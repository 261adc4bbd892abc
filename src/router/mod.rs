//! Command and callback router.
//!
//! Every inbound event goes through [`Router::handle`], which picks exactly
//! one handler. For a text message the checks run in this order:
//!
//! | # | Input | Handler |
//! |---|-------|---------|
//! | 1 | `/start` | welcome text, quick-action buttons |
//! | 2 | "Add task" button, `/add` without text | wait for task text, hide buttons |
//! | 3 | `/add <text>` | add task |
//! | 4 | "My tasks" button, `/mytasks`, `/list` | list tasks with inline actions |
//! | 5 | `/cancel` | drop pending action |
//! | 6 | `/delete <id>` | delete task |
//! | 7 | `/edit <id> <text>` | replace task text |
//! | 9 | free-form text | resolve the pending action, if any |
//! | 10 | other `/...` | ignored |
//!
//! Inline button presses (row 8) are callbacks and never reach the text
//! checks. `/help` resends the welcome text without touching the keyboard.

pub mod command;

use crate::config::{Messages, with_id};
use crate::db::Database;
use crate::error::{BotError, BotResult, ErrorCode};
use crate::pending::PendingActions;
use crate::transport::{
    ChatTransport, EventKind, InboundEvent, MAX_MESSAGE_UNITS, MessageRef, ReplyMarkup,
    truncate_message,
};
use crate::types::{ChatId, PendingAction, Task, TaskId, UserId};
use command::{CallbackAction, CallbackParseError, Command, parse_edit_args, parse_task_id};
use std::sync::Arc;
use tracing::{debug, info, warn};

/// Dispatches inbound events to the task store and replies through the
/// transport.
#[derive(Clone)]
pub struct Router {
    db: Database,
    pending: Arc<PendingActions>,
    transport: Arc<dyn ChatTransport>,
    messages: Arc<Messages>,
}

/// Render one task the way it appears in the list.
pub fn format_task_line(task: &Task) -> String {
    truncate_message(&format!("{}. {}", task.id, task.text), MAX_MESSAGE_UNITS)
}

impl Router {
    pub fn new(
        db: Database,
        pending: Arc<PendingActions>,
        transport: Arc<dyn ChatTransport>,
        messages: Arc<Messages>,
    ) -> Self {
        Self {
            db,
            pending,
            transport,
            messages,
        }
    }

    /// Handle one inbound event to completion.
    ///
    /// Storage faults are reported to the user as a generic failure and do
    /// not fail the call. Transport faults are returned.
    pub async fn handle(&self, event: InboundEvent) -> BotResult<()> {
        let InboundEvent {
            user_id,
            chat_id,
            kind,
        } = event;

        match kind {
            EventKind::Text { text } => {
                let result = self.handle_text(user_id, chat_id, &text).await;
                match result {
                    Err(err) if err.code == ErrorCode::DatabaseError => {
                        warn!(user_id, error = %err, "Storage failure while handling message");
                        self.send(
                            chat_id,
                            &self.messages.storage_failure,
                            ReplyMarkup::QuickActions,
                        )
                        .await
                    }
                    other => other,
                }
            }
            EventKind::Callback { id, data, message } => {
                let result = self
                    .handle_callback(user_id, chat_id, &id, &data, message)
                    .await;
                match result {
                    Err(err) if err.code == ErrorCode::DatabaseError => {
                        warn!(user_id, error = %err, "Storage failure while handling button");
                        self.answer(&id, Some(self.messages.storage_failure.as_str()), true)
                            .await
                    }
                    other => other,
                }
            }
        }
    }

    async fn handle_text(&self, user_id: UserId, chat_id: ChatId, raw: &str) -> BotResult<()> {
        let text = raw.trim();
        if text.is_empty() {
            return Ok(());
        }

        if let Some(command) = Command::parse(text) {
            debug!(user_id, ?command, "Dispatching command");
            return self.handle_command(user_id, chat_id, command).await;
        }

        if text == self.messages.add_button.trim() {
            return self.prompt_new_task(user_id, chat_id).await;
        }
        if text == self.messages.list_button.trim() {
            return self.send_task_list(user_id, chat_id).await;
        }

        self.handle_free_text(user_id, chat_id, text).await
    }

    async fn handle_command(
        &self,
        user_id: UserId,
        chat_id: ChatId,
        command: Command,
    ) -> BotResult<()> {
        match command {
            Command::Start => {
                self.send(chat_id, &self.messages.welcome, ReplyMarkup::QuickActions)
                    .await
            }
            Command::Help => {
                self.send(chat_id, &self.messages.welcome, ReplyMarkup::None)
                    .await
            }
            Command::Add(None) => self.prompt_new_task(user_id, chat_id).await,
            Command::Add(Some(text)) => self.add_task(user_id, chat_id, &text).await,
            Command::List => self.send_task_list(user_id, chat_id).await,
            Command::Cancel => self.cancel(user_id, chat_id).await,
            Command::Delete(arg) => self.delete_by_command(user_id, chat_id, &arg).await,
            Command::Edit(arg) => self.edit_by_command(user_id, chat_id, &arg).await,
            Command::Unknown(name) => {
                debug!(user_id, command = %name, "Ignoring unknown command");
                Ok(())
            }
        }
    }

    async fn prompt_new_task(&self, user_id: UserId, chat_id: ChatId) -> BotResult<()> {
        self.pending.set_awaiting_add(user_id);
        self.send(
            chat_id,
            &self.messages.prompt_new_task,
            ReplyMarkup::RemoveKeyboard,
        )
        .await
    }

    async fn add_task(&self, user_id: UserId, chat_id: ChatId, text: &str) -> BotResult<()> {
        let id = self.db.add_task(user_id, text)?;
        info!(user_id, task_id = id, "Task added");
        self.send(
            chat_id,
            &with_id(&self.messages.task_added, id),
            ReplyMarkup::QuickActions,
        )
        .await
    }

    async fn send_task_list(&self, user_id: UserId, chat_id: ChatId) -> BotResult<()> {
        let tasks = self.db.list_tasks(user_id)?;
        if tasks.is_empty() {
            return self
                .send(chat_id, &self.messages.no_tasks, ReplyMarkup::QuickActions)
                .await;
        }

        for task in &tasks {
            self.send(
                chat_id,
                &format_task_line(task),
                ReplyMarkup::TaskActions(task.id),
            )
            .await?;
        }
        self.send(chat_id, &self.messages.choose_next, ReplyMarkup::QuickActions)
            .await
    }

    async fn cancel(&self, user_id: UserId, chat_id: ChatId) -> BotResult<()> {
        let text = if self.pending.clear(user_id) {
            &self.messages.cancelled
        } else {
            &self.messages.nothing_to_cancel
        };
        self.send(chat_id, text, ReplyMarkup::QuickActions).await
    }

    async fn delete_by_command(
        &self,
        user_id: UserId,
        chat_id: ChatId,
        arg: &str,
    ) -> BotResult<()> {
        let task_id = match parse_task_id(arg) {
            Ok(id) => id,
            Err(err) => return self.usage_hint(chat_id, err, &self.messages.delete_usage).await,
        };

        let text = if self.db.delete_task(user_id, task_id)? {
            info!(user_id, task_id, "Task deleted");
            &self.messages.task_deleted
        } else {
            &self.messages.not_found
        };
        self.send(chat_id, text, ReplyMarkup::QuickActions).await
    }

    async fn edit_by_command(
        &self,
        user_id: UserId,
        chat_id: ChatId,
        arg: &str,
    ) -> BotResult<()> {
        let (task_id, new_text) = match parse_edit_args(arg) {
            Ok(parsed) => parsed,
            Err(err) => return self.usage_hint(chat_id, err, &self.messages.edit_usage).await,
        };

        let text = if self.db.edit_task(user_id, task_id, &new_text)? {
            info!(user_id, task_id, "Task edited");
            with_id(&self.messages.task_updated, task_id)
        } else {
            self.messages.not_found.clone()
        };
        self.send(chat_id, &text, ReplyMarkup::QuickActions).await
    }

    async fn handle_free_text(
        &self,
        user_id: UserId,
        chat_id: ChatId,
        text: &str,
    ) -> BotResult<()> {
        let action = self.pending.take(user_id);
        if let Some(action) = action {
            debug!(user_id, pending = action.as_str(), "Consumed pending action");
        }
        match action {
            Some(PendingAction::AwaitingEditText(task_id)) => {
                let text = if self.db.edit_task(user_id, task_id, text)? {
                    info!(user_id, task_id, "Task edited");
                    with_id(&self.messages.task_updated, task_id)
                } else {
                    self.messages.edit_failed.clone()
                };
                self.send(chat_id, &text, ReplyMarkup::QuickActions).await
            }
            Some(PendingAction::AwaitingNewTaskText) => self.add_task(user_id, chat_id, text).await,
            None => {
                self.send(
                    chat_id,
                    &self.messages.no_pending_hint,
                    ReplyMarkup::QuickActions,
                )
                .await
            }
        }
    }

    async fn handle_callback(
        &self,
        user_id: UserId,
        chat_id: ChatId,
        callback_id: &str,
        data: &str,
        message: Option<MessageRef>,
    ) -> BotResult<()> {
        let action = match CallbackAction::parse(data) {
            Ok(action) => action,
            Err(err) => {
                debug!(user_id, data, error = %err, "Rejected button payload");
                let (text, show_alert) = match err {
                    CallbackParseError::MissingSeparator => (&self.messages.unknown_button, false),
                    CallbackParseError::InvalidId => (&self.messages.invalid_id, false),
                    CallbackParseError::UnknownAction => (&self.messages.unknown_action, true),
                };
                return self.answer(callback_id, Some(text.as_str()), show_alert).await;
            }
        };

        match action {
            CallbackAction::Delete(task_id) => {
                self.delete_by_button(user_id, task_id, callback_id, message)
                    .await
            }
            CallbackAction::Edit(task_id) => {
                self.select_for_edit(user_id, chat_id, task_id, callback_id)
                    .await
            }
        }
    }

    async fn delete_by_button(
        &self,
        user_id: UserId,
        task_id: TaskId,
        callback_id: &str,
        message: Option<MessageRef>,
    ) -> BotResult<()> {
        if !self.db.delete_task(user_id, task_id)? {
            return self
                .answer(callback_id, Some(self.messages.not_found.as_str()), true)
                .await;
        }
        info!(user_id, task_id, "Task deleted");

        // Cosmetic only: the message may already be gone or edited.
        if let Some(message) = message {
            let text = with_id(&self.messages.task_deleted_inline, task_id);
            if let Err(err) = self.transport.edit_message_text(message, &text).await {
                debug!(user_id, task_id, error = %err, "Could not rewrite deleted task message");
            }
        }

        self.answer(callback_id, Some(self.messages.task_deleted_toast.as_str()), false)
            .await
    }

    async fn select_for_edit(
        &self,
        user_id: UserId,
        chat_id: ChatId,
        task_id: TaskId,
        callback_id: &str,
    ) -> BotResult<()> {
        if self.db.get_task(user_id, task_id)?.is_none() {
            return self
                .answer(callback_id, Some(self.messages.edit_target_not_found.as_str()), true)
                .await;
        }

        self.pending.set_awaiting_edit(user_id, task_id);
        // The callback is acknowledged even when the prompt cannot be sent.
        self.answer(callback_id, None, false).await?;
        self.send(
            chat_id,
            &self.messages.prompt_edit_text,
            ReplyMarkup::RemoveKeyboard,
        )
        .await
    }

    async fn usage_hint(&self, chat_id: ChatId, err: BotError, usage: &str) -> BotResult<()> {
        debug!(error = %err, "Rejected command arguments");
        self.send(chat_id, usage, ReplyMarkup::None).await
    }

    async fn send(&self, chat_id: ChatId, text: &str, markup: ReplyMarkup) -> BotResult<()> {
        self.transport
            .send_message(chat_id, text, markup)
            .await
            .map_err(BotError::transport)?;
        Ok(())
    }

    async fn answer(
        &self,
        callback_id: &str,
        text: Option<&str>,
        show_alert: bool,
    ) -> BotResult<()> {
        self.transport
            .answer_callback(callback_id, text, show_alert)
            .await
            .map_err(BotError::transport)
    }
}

-- -- --

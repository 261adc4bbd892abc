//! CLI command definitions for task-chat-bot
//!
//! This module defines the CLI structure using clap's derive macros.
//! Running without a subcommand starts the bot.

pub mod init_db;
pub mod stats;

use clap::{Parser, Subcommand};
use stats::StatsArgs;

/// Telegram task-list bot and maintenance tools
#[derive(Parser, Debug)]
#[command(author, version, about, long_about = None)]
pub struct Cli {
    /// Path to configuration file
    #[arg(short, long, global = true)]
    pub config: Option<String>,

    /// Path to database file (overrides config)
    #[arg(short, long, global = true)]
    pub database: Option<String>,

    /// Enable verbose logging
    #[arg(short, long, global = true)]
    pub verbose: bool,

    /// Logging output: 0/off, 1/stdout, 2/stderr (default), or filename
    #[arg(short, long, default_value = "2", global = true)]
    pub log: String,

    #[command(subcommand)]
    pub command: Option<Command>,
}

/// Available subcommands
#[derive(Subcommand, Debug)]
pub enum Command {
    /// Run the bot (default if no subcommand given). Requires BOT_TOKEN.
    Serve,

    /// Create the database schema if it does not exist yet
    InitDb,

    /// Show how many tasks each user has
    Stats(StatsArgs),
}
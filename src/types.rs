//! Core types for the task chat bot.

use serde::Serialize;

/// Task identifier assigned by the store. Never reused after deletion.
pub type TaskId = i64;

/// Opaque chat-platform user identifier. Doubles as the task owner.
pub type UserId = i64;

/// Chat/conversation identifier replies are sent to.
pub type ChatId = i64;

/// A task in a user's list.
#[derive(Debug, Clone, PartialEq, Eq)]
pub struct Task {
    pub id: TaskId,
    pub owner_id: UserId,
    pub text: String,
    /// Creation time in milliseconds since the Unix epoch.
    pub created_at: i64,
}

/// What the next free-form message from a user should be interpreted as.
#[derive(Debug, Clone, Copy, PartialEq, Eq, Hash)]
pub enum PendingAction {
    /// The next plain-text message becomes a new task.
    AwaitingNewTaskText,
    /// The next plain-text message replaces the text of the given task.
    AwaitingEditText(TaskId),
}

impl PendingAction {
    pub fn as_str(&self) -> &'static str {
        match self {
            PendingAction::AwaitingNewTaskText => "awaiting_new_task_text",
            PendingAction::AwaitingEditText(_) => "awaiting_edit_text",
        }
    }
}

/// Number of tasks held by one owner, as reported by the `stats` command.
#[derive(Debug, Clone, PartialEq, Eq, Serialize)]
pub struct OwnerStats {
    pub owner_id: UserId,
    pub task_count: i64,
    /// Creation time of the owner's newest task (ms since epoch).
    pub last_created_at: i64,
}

-- -- --

## TASK REQUIREMENTS
Scan the material above line by line and report how many lines contain the word "derive", nothing further.

## TASK OUTPUT
7